Requirement: Comb the records below for the string "Option" and copy each line where it turns up.

Collected data entries
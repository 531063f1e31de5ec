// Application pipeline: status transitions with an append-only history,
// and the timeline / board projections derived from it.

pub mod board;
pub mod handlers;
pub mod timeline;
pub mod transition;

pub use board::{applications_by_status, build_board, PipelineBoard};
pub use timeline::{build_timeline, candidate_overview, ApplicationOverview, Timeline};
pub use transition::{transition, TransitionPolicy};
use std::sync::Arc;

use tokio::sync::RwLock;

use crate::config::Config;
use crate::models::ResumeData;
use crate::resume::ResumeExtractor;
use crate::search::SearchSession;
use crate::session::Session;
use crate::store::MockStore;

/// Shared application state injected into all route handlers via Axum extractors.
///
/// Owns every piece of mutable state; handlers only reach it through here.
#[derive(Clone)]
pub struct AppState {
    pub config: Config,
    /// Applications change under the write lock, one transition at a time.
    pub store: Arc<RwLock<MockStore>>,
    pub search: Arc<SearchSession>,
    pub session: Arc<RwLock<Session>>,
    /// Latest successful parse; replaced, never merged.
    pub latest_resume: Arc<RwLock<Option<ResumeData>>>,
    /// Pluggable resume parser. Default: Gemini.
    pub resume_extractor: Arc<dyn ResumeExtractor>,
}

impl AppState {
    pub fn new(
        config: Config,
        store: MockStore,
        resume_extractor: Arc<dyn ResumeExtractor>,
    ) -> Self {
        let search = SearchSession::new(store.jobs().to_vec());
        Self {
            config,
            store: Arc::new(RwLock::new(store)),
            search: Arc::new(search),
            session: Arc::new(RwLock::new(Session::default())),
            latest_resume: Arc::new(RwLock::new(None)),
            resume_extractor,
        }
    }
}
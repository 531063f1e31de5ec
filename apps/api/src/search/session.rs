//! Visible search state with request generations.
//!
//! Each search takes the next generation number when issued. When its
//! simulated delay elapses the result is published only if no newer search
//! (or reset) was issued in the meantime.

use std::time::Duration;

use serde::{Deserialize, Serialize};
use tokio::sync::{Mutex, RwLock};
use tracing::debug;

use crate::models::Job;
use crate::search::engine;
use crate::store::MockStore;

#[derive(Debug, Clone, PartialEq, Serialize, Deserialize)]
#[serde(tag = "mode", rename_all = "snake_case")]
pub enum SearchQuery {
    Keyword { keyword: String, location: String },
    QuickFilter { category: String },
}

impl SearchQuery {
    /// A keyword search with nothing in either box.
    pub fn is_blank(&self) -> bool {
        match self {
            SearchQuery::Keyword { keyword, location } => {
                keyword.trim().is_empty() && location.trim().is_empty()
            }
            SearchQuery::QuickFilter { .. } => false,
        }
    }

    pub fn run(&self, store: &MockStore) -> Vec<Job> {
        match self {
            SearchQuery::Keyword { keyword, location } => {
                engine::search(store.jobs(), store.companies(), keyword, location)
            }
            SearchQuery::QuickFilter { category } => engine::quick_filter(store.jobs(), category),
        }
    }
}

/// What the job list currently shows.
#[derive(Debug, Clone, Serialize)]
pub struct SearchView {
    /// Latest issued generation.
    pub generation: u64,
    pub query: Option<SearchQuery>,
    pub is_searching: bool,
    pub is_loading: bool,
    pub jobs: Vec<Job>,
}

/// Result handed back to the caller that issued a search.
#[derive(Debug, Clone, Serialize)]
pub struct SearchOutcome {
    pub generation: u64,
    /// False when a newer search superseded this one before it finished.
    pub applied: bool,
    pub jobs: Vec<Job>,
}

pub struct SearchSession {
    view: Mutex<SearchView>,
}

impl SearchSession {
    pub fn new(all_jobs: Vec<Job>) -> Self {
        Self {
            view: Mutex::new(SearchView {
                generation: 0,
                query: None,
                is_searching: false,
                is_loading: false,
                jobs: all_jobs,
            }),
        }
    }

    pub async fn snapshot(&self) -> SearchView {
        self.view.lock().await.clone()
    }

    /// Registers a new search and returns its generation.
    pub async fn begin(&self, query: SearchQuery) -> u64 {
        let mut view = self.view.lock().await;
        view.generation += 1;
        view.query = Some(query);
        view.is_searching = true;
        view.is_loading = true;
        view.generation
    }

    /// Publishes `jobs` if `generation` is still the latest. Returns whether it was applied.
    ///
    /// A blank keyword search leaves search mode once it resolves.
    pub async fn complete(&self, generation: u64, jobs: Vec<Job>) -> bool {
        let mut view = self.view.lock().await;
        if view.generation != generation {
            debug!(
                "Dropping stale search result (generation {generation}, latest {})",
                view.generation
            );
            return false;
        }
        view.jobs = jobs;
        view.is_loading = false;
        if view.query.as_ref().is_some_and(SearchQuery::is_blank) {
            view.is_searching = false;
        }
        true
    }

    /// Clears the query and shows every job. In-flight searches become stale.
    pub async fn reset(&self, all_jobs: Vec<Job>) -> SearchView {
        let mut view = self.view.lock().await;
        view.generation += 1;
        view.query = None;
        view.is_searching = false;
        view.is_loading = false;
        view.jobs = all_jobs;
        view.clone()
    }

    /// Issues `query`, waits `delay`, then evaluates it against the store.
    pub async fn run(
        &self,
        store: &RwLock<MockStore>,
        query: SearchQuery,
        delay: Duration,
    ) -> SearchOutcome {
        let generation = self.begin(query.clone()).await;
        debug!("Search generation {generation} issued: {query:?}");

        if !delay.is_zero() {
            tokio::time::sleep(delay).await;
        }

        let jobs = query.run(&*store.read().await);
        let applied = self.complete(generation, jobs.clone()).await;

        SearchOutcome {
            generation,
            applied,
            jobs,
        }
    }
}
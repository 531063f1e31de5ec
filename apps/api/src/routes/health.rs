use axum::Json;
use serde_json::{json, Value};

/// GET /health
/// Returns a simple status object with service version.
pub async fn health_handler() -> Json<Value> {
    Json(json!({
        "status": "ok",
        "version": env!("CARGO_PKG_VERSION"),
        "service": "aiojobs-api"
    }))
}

Result for this task:
    pub latest_resume: Arc<RwLock<Option<ResumeData>>>,
    pub query: Option<SearchQuery>,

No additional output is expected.